Esiste anche una giustizia sociale, importante quanto quella che viene dispensata nelle aule di tribunale. Pusceddu e gli altri come lui sentono di esserne esclusi, di pagare per la scelta di mantenere saldi i propri principi. I tanti che nelle ultime ore si sono affrettati a parlare di una sentenza esemplare, di svolta, forse dovrebbero prendersi a cuore le sorti di un gruppo di reduci che chiede solo di lavorare. Sarebbe il modo migliore per sanare la ferita collettiva che si è aperta quella notte di dicembre.

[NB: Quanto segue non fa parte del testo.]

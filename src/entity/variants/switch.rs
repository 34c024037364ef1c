use super::{command_handler, reject_command, COMMAND_CHANNEL_CAPACITY};
use crate::entity::{
    decode_bool, DiscoveryKey, Entity, EntityContext, EntityCore, HaType, SET_SUFFIX,
};
use crate::mqtt::IncomingMessage;
use std::sync::{Arc, Mutex, Weak};
use tokio::sync::broadcast;
use tracing::debug;

const PAYLOAD_ON: &str = "true";
const PAYLOAD_OFF: &str = "false";

/// Boolean state that Home Assistant can ask to change.
///
/// A command does not change the state by itself: it is emitted on
/// [`Switch::subscribe_requests`] and the owner confirms with
/// [`Switch::set_state`].
pub struct Switch {
    core: EntityCore,
    state: Mutex<bool>,
    requests: broadcast::Sender<bool>,
    this: Weak<Switch>,
}

impl Switch {
    pub fn new(ctx: &EntityContext, id: impl Into<String>, name: impl Into<String>) -> Arc<Self> {
        let (requests, _) = broadcast::channel(COMMAND_CHANNEL_CAPACITY);
        let switch = Arc::new_cyclic(|this| Self {
            core: EntityCore::new(ctx, Some(HaType::Switch), id, name),
            state: Mutex::new(false),
            requests,
            this: this.clone(),
        });
        ctx.attach(&switch);
        switch
    }

    pub fn state(&self) -> bool {
        *self.state.lock().unwrap()
    }

    pub fn set_state(&self, on: bool) {
        *self.state.lock().unwrap() = on;
        self.publish_state();
    }

    /// State change requests received on `{base}/set`
    pub fn subscribe_requests(&self) -> broadcast::Receiver<bool> {
        self.requests.subscribe()
    }

    fn publish_state(&self) {
        let payload = if self.state() { PAYLOAD_ON } else { PAYLOAD_OFF };
        self.core.publish_state(payload, true);
    }

    fn handle_command(&self, message: &IncomingMessage) {
        match decode_bool(&message.payload, PAYLOAD_ON, PAYLOAD_OFF) {
            Ok(on) => {
                debug!(entity_id = %self.core.id(), on, "Switch state change requested");
                let _ = self.requests.send(on);
            }
            Err(e) => reject_command(&self.core, message, &e),
        }
    }
}

impl Entity for Switch {
    fn core(&self) -> &EntityCore {
        &self.core
    }

    fn init(&self) {
        let core = &self.core;
        core.set_discovery_config(DiscoveryKey::StateTopic, core.base_topic());
        core.set_discovery_config(DiscoveryKey::CommandTopic, core.topic(SET_SUFFIX));
        core.set_discovery_config(DiscoveryKey::PayloadOn, PAYLOAD_ON);
        core.set_discovery_config(DiscoveryKey::PayloadOff, PAYLOAD_OFF);
        super::announce(core);
        self.publish_state();

        core.subscribe_command(
            SET_SUFFIX,
            command_handler(&self.this, Switch::handle_command),
        );
    }
}
//! Process-level wiring of the entity framework.
//!
//! A [`Bridge`] owns the entity context for one host and the host's own
//! availability entity. [`Bridge::run`] drives entity lifecycle from the
//! transport's connection state.


use crate::entity::variants::BinarySensor;
use crate::entity::{Entity, EntityContext, EntityRegistry};
use crate::host::{HostIdentity, AVAILABILITY_ID};
use crate::mqtt::Transport;
use serde_json::json;
use std::sync::Arc;
use tracing::info;

pub struct Bridge {
    context: EntityContext,
    availability: Arc<BinarySensor>,
}

impl Bridge {
    pub fn new(host: HostIdentity, transport: Transport) -> Self {
        let registry = Arc::new(EntityRegistry::new());
        let context = EntityContext::new(host, transport, registry);

        // State topic of this entity is the availability topic itself
        let availability = BinarySensor::new(&context, AVAILABILITY_ID, "Connected");
        availability.set_discovery_config("device_class", json!("connectivity"));
        availability.set_state(true);

        info!(hostname = %context.host().hostname(), "Bridge created");

        Self {
            context,
            availability,
        }
    }

    /// Context for creating entities owned by integrations
    pub fn context(&self) -> &EntityContext {
        &self.context
    }

    pub fn transport(&self) -> &Transport {
        self.context.transport()
    }

    pub fn host(&self) -> &HostIdentity {
        self.context.host()
    }

    pub fn availability(&self) -> &Arc<BinarySensor> {
        &self.availability
    }

    /// Initialise every entity on each connect; runs until aborted
    pub async fn run(&self) {
        let registry = Arc::clone(self.context.registry());
        registry.run(self.context.transport().clone()).await;
    }
}
use super::BridgeConfig;

impl BridgeConfig {
    /// Apply environment overrides on top of file values.
    ///
    /// Unparsable values are ignored.
    pub fn apply_env(&mut self) {
        self.apply_overrides(|key| std::env::var(key).ok());
    }

    pub(crate) fn apply_overrides(&mut self, lookup: impl Fn(&str) -> Option<String>) {
        if let Some(v) = lookup("MQTT_HOST") {
            self.mqtt.host = v;
        }
        if let Some(v) = lookup("MQTT_PORT") {
            if let Ok(port) = v.parse::<u16>() {
                self.mqtt.port = port;
            }
        }
        if let Some(v) = lookup("MQTT_USERNAME") {
            self.mqtt.username = Some(v);
        }
        if let Some(v) = lookup("MQTT_PASSWORD") {
            self.mqtt.password = Some(v);
        }
        if let Some(v) = lookup("HASS_BRIDGE_HOSTNAME") {
            self.host.hostname = Some(v);
        }
        if let Some(v) = lookup("HASS_BRIDGE_DISCOVERY_PREFIX") {
            self.host.discovery_prefix = v;
        }
        if let Some(v) = lookup("HASS_BRIDGE_DRY_RUN") {
            if let Ok(b) = v.parse::<bool>() {
                self.mqtt.dry_run = b;
            }
        }
    }
}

Sei anni dopo, il sopravvissuto della linea 5 fa parte della sporca dozzina. La definizione è sua, tutt’altro che ironica. Gli ultimi dodici ex operai Thyssen che non sono stati ancora ricollocati, quasi tutti uniti dalla decisione di costituirsi parte civile nel processo e dalla certezza di essere per questo discriminati nell’assegnazione di un posto di lavoro. «La macchia di carbone su un vestito bianco» dice Pusceddu. L’ultima partita sindacale giocata sulla loro pelle era finita in un pareggio. Il 27 dicembre 2010 l’azienda aveva pattuito altri sei mesi di cassa integrazione in deroga e l’inserimento di una clausola che salvaguardava il loro diritto a restare nel dibattimento. Il 30 giugno scatterà la mobilità, senza più ammortizzatori sociali.
La storia della Thyssen era brutta anche prima del rogo che uccise i sette colleghi di Pusceddu. Nel maggio 2007 era cominciata la marcia verso il ricollocamento dei lavoratori di una fabbrica ormai in chiusura.

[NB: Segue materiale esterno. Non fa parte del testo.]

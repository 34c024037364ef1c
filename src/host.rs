use crate::config::HostConfig;
use crate::entity::HaType;
use tracing::warn;

/// Reserved entity id of the host's own availability entity.
pub const AVAILABILITY_ID: &str = "connected";

/// Payload published on the availability topic while the bridge is reachable.
pub const PAYLOAD_AVAILABLE: &str = "on";

/// Payload published on the availability topic when the bridge goes away.
pub const PAYLOAD_NOT_AVAILABLE: &str = "off";

const UNIQUE_ID_PREFIX: &str = "linux_ha_control_";
const DEVICE_ID_PREFIX: &str = "linux_ha_bridge_";

/// Identity of the host this bridge runs on.
///
/// Resolved once at startup and injected into the transport and every entity.
/// All topic names are derived from it:
///
/// - base topic: `{hostname}/{id}`
/// - availability topic: `{hostname}/connected`
/// - discovery topic: `{prefix}/{ha_type}/{hostname}/{id}/config`
#[derive(Clone, Debug, PartialEq)]
pub struct HostIdentity {
    hostname: String,
    discovery_prefix: String,
}

impl HostIdentity {
    /// Create an identity from an explicit hostname (lowercased) and discovery prefix
    pub fn new(hostname: impl Into<String>, discovery_prefix: impl Into<String>) -> Self {
        Self {
            hostname: hostname.into().to_lowercase(),
            discovery_prefix: discovery_prefix.into(),
        }
    }

    /// Resolve identity from config, falling back to the system hostname
    pub fn resolve(config: &HostConfig) -> Self {
        let hostname = match &config.hostname {
            Some(name) if !name.is_empty() => name.clone(),
            _ => match hostname::get() {
                Ok(name) => name.to_string_lossy().to_string(),
                Err(e) => {
                    warn!(error = %e, "Failed to read system hostname, using 'localhost'");
                    "localhost".to_string()
                }
            },
        };

        Self::new(hostname, config.discovery_prefix.clone())
    }

    pub fn hostname(&self) -> &str {
        &self.hostname
    }

    pub fn discovery_prefix(&self) -> &str {
        &self.discovery_prefix
    }

    /// Root of an entity's topic namespace
    pub fn base_topic(&self, id: &str) -> String {
        format!("{}/{}", self.hostname, id)
    }

    pub fn availability_topic(&self) -> String {
        self.base_topic(AVAILABILITY_ID)
    }

    pub fn discovery_topic(&self, ha_type: HaType, id: &str) -> String {
        format!(
            "{}/{}/{}/{}/config",
            self.discovery_prefix,
            ha_type.as_str(),
            self.hostname,
            id
        )
    }

    pub fn unique_id(&self, id: &str) -> String {
        format!("{}{}_{}", UNIQUE_ID_PREFIX, self.hostname, id)
    }

    pub fn device_identifier(&self) -> String {
        format!("{}{}", DEVICE_ID_PREFIX, self.hostname)
    }
}

/// Turn an arbitrary external name into an entity id slug.
///
/// Lowercases and replaces every character outside `[a-z0-9_]` with `_`.
pub fn sanitize_id(raw: &str) -> String {
    raw.chars()
        .flat_map(char::to_lowercase)
        .map(|c| {
            if c.is_ascii_lowercase() || c.is_ascii_digit() || c == '_' {
                c
            } else {
                '_'
            }
        })
        .collect()
}

#[cfg(test)]
mod tests {
    use super::*;

    #[test]
    fn test_topics_derive_from_hostname_and_id() {
        let host = HostIdentity::new("Desktop", "homeassistant");

        assert_eq!(host.hostname(), "desktop");
        assert_eq!(host.base_topic("volume"), "desktop/volume");
        assert_eq!(host.availability_topic(), "desktop/connected");
        assert_eq!(
            host.discovery_topic(HaType::Number, "volume"),
            "homeassistant/number/desktop/volume/config"
        );
    }

    #[test]
    fn test_identifiers() {
        let host = HostIdentity::new("desktop", "homeassistant");

        assert_eq!(host.unique_id("inhibit"), "linux_ha_control_desktop_inhibit");
        assert_eq!(host.device_identifier(), "linux_ha_bridge_desktop");
    }

    #[test]
    fn test_resolve_prefers_configured_hostname() {
        let config = HostConfig {
            hostname: Some("Workstation".to_string()),
            discovery_prefix: "ha".to_string(),
        };

        let host = HostIdentity::resolve(&config);
        assert_eq!(host.hostname(), "workstation");
        assert_eq!(host.discovery_prefix(), "ha");
    }

    #[test]
    fn test_resolve_falls_back_to_system_hostname() {
        let config = HostConfig {
            hostname: None,
            discovery_prefix: "homeassistant".to_string(),
        };

        let host = HostIdentity::resolve(&config);
        assert!(!host.hostname().is_empty());
        assert_eq!(host.hostname(), host.hostname().to_lowercase());
    }

    #[test]
    fn test_sanitize_id() {
        assert_eq!(sanitize_id("syncthing.service"), "syncthing_service");
        assert_eq!(sanitize_id("My Game: Part 2"), "my_game__part_2");
        assert_eq!(sanitize_id("already_ok_1"), "already_ok_1");
    }
}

Le tappe sono sempre state accidentate, dando l’impressione che anche dopo la tragedia non sia mai esistito un piano omogeneo di assorbimento. La multinazionale tedesca ha smistato molti operai nell’acciaieria gemella di Terni, dove vengono trattati come paria colpevoli di portar via il pane ai locali. Qualcuno è finito in Luxottica, per ritrovarsi in cassa integrazione pochi mesi dopo. Altri in società satellite, in Alenia o in aziende municipalizzate.

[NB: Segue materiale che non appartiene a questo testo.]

use anyhow::Result;
use dashmap::DashMap;
use std::borrow::Cow;
use std::fmt;
use std::sync::atomic::{AtomicU64, Ordering};
use std::sync::{Arc, Weak};
use tokio::sync::{watch, Notify};
use tracing::{debug, info, warn};

/// Connection state of the single broker connection
#[derive(Clone, Debug, PartialEq)]
pub enum ConnectionState {
    Connecting,
    Connected,
    Disconnected {
        /// Cause of the failed or lost connection, if any
        error: Option<String>,
    },
}

impl ConnectionState {
    pub fn is_connected(&self) -> bool {
        matches!(self, ConnectionState::Connected)
    }
}

impl fmt::Display for ConnectionState {
    fn fmt(&self, f: &mut fmt::Formatter<'_>) -> fmt::Result {
        match self {
            ConnectionState::Connecting => write!(f, "connecting"),
            ConnectionState::Connected => write!(f, "connected"),
            ConnectionState::Disconnected { error: None } => write!(f, "disconnected"),
            ConnectionState::Disconnected { error: Some(e) } => {
                write!(f, "disconnected ({})", e)
            }
        }
    }
}

/// Message received on a subscribed topic
#[derive(Clone, Debug)]
pub struct IncomingMessage {
    pub topic: String,
    pub payload: Vec<u8>,
}

impl IncomingMessage {
    pub fn new(topic: impl Into<String>, payload: impl Into<Vec<u8>>) -> Self {
        Self {
            topic: topic.into(),
            payload: payload.into(),
        }
    }

    pub fn payload_str(&self) -> Cow<'_, str> {
        String::from_utf8_lossy(&self.payload)
    }
}

/// Callback invoked for every message matching a subscription's filter
pub type MessageHandler = Arc<dyn Fn(&IncomingMessage) + Send + Sync>;

/// Outgoing side of the broker client.
///
/// Calls must not block: they enqueue a request and return.
pub trait Outbound: Send + Sync {
    fn publish(&self, topic: &str, payload: Vec<u8>, retain: bool) -> Result<()>;
    fn subscribe(&self, filter: &str) -> Result<()>;
    fn unsubscribe(&self, filter: &str) -> Result<()>;
    fn disconnect(&self) -> Result<()>;
}

struct Route {
    filter: String,
    handler: MessageHandler,
}

struct TransportInner {
    outbound: Arc<dyn Outbound>,
    state_tx: watch::Sender<ConnectionState>,
    routes: DashMap<u64, Route>,
    next_route_id: AtomicU64,
    /// Number of transitions into `Connected`
    connections: AtomicU64,
    reconnect: Notify,
}

/// Shared handle to the process-wide broker connection.
///
/// Publishing and subscribing are fire-and-forget. While the connection is
/// not `Connected`, publishes are dropped and no broker subscription is sent.
#[derive(Clone)]
pub struct Transport {
    inner: Arc<TransportInner>,
}

impl Transport {
    pub fn new(outbound: Arc<dyn Outbound>) -> Self {
        let (state_tx, _) = watch::channel(ConnectionState::Disconnected { error: None });

        Self {
            inner: Arc::new(TransportInner {
                outbound,
                state_tx,
                routes: DashMap::new(),
                next_route_id: AtomicU64::new(1),
                connections: AtomicU64::new(0),
                reconnect: Notify::new(),
            }),
        }
    }

    /// Current connection state
    pub fn state(&self) -> ConnectionState {
        self.inner.state_tx.borrow().clone()
    }

    pub fn is_connected(&self) -> bool {
        self.inner.state_tx.borrow().is_connected()
    }

    /// How many times the connection has been established.
    ///
    /// Lets watchers notice a reconnect even when intermediate states were
    /// coalesced by the watch channel.
    pub fn connection_count(&self) -> u64 {
        self.inner.connections.load(Ordering::SeqCst)
    }

    /// Observe connection state transitions
    pub fn watch_state(&self) -> watch::Receiver<ConnectionState> {
        self.inner.state_tx.subscribe()
    }

    /// Record a connection state transition.
    ///
    /// Watchers are only notified when the state actually changes.
    pub fn set_state(&self, state: ConnectionState) {
        let changed = self.inner.state_tx.send_if_modified(|current| {
            if *current == state {
                false
            } else {
                if state.is_connected() {
                    self.inner.connections.fetch_add(1, Ordering::SeqCst);
                }
                *current = state.clone();
                true
            }
        });

        if changed {
            match &state {
                ConnectionState::Disconnected { error: Some(e) } => {
                    warn!(error = %e, "MQTT connection state: disconnected")
                }
                other => info!(state = %other, "MQTT connection state changed"),
            }
        }
    }

    /// Ask the driver to reconnect after a lost connection.
    ///
    /// Returns false when the connection is not currently down.
    pub fn request_reconnect(&self) -> bool {
        if !matches!(self.state(), ConnectionState::Disconnected { .. }) {
            debug!("Reconnect requested while not disconnected, ignoring");
            return false;
        }

        info!("Manual reconnect requested");
        self.inner.reconnect.notify_one();
        true
    }

    pub(crate) async fn reconnect_requested(&self) {
        self.inner.reconnect.notified().await;
    }

    /// Publish at QoS 0; dropped when not connected
    pub fn publish(&self, topic: &str, payload: impl Into<Vec<u8>>, retain: bool) {
        if !self.is_connected() {
            debug!(topic = %topic, "Not connected, dropping publish");
            return;
        }

        if let Err(e) = self.inner.outbound.publish(topic, payload.into(), retain) {
            warn!(topic = %topic, error = %e, "Failed to publish");
        }
    }

    /// Register a handler for a topic filter.
    ///
    /// Every call creates an independent route, even for a filter that is
    /// already subscribed. The route lives until the returned `Subscription`
    /// is dropped.
    pub fn subscribe(&self, filter: &str, handler: MessageHandler) -> Subscription {
        let id = self.inner.next_route_id.fetch_add(1, Ordering::Relaxed);
        self.inner.routes.insert(
            id,
            Route {
                filter: filter.to_string(),
                handler,
            },
        );

        if self.is_connected() {
            if let Err(e) = self.inner.outbound.subscribe(filter) {
                warn!(filter = %filter, error = %e, "Failed to subscribe");
            }
        } else {
            debug!(filter = %filter, "Not connected, route registered without broker subscription");
        }

        Subscription {
            id,
            filter: filter.to_string(),
            transport: Arc::downgrade(&self.inner),
        }
    }

    /// Deliver an incoming message to every matching route.
    ///
    /// Returns the number of handlers invoked.
    pub fn dispatch(&self, message: &IncomingMessage) -> usize {
        // Handlers run outside the map guards so they may subscribe or drop routes
        let handlers: Vec<MessageHandler> = self
            .inner
            .routes
            .iter()
            .filter(|route| rumqttc::mqttbytes::matches(&message.topic, &route.filter))
            .map(|route| Arc::clone(&route.handler))
            .collect();

        if handlers.is_empty() {
            debug!(topic = %message.topic, "No route for incoming message");
        }

        for handler in &handlers {
            handler(message);
        }

        handlers.len()
    }

    /// Number of live routes
    pub fn route_count(&self) -> usize {
        self.inner.routes.len()
    }

    pub(crate) fn disconnect(&self) {
        if let Err(e) = self.inner.outbound.disconnect() {
            warn!(error = %e, "Failed to send disconnect");
        }
    }
}

impl TransportInner {
    fn remove_route(&self, id: u64, filter: &str) {
        self.routes.remove(&id);

        let still_used = self.routes.iter().any(|route| route.filter == filter);
        if still_used || !self.state_tx.borrow().is_connected() {
            return;
        }

        if let Err(e) = self.outbound.unsubscribe(filter) {
            warn!(filter = %filter, error = %e, "Failed to unsubscribe");
        }
    }
}

/// Handle to a registered route; dropping it removes the route.
pub struct Subscription {
    id: u64,
    filter: String,
    transport: Weak<TransportInner>,
}

impl Subscription {
    pub fn filter(&self) -> &str {
        &self.filter
    }
}

impl fmt::Debug for Subscription {
    fn fmt(&self, f: &mut fmt::Formatter<'_>) -> fmt::Result {
        f.debug_struct("Subscription")
            .field("id", &self.id)
            .field("filter", &self.filter)
            .finish()
    }
}

impl Drop for Subscription {
    fn drop(&mut self) {
        if let Some(inner) = self.transport.upgrade() {
            inner.remove_route(self.id, &self.filter);
        }
    }
}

Alla fine, di quasi 400 che erano, è rimasta a casa la «sporca dozzina» . Dove solo un operaio su 12 non si è costituito parte civile. I reduci Thyssen parlano di discriminazione, circostanza negata con forza dal Comune di Torino. Ma i numeri sono quelli, e autorizzano il loro sospetto. La sentenza di venerdì ha riconosciuto 50.000 euro «per danno non patrimoniale» ai 41 operai che si sono costituiti parte civile. Regione, Provincia e Comune hanno ottenuto due milioni e mezzo di risarcimento. Usate quel denaro per trovarci un posto, dice Pusceddu. «Adesso che gli enti locali hanno i mezzi e le risorse necessarie, è solo una questione di volontà politica. Non ci devono abbandonare, da soli non ce la facciamo» . L’ultima frase viene pronunciata a capo chino, per celare lo sguardo umiliato che segna il volto di chi non può più definirsi lavoratore. «È una questione di decenza» .
Non è un appello, quello degli ultimi dodici operai della Thyssen. Non è neppure una proposta. È una richiesta d’aiuto, per far valere un diritto, che merita di essere accolta. L’aggettivo «esemplare» non deve essere riservato sempre e solo alle sentenze. Si accompagna bene anche ai gesti di umanità.